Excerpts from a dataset
========================
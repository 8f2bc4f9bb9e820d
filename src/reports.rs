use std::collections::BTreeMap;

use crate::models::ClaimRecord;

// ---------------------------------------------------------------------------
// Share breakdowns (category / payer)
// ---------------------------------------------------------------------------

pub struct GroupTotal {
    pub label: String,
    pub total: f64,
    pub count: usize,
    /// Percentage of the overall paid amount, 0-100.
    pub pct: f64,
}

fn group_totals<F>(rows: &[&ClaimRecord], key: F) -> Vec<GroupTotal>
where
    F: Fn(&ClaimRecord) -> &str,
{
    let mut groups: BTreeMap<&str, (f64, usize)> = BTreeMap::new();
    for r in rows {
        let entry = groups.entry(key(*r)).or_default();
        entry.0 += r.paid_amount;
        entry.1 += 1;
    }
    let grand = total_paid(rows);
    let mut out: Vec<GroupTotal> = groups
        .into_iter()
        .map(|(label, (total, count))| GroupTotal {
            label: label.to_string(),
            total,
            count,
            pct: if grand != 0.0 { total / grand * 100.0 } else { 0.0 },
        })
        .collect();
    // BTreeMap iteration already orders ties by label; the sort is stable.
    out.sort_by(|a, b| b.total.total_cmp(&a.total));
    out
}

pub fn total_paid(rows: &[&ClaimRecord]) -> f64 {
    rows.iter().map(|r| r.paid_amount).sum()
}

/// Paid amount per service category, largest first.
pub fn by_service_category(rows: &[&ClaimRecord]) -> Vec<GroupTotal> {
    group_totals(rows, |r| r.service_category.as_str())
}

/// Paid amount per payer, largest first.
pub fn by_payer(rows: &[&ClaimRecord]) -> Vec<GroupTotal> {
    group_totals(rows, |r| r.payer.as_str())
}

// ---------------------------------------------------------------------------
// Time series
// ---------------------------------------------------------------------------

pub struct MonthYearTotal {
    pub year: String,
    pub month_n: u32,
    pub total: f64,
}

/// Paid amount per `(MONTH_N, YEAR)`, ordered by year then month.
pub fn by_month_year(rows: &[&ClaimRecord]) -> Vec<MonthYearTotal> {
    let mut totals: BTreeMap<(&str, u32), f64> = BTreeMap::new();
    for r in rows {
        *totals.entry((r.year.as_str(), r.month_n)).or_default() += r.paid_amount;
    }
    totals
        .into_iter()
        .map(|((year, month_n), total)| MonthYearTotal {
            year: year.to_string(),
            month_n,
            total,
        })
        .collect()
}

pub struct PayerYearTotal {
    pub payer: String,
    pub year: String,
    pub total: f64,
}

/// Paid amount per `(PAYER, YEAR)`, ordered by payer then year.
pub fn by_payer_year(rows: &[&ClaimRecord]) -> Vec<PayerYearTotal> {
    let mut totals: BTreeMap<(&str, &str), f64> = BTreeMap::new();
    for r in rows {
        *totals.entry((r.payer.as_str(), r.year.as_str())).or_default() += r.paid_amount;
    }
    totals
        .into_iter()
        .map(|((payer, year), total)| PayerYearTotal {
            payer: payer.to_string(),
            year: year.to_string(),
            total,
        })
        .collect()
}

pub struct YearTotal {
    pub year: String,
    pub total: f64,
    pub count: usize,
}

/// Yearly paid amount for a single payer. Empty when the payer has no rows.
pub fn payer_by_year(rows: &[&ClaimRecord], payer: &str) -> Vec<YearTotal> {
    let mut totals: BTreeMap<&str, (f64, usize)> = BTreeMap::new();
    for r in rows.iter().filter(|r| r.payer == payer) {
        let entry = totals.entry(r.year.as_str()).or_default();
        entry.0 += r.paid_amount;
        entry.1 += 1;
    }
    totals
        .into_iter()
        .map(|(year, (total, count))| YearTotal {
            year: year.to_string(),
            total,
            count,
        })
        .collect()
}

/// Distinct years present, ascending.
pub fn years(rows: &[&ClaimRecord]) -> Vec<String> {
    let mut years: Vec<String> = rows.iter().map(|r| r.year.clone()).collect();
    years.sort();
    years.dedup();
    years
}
========================
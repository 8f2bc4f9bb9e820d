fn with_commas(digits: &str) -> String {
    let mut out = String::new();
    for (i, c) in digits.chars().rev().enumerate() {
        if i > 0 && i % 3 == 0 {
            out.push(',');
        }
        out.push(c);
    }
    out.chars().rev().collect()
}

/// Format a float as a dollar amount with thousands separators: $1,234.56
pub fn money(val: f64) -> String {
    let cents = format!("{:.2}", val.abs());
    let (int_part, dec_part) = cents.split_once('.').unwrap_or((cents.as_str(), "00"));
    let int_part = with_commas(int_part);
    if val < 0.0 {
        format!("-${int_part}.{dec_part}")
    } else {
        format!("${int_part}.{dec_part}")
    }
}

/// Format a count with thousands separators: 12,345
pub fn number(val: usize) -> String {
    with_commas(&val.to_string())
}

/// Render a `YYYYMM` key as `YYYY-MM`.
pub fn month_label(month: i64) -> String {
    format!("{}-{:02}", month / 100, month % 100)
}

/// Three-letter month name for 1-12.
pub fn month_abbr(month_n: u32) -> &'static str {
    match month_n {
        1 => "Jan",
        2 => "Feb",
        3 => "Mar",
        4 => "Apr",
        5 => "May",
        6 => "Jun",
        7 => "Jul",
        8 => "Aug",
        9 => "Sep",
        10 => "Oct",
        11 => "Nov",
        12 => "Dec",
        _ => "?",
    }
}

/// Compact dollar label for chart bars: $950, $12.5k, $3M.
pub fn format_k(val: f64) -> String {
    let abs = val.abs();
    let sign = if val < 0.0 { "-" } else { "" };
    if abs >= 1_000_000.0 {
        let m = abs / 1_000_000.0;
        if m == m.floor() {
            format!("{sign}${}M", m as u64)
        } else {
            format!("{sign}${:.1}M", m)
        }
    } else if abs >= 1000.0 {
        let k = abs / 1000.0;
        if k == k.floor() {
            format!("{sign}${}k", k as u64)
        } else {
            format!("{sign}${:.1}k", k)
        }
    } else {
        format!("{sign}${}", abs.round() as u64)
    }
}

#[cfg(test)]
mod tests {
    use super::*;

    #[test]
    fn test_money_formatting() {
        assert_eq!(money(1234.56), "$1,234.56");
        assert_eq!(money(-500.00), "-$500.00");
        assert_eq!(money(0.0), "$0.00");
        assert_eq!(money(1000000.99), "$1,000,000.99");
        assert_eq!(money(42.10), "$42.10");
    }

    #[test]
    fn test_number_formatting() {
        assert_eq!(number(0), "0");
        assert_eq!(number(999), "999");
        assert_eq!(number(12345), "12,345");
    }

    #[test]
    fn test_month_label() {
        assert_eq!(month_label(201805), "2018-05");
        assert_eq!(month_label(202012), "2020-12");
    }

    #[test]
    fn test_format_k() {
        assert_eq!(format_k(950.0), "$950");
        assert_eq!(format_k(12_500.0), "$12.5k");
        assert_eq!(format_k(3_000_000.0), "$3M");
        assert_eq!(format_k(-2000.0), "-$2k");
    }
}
========================
Begin with the line above that has "r.year.as_str())).or_default() += r.paid_amount;" and continue through the line that has "let mut totals: BTreeMap<&str, (f64, usize)>", setting each one down exactly. Stop there.

[Solution for this task]
        *totals.entry((r.payer.as_str(), r.year.as_str())).or_default() += r.paid_amount;
    }
    totals
        .into_iter()
        .map(|((payer, year), total)| PayerYearTotal {
            payer: payer.to_string(),
            year: year.to_string(),
            total,
        })
        .collect()
}

pub struct YearTotal {
    pub year: String,
    pub total: f64,
    pub count: usize,
}

/// Yearly paid amount for a single payer. Empty when the payer has no rows.
pub fn payer_by_year(rows: &[&ClaimRecord], payer: &str) -> Vec<YearTotal> {
    let mut totals: BTreeMap<&str, (f64, usize)> = BTreeMap::new();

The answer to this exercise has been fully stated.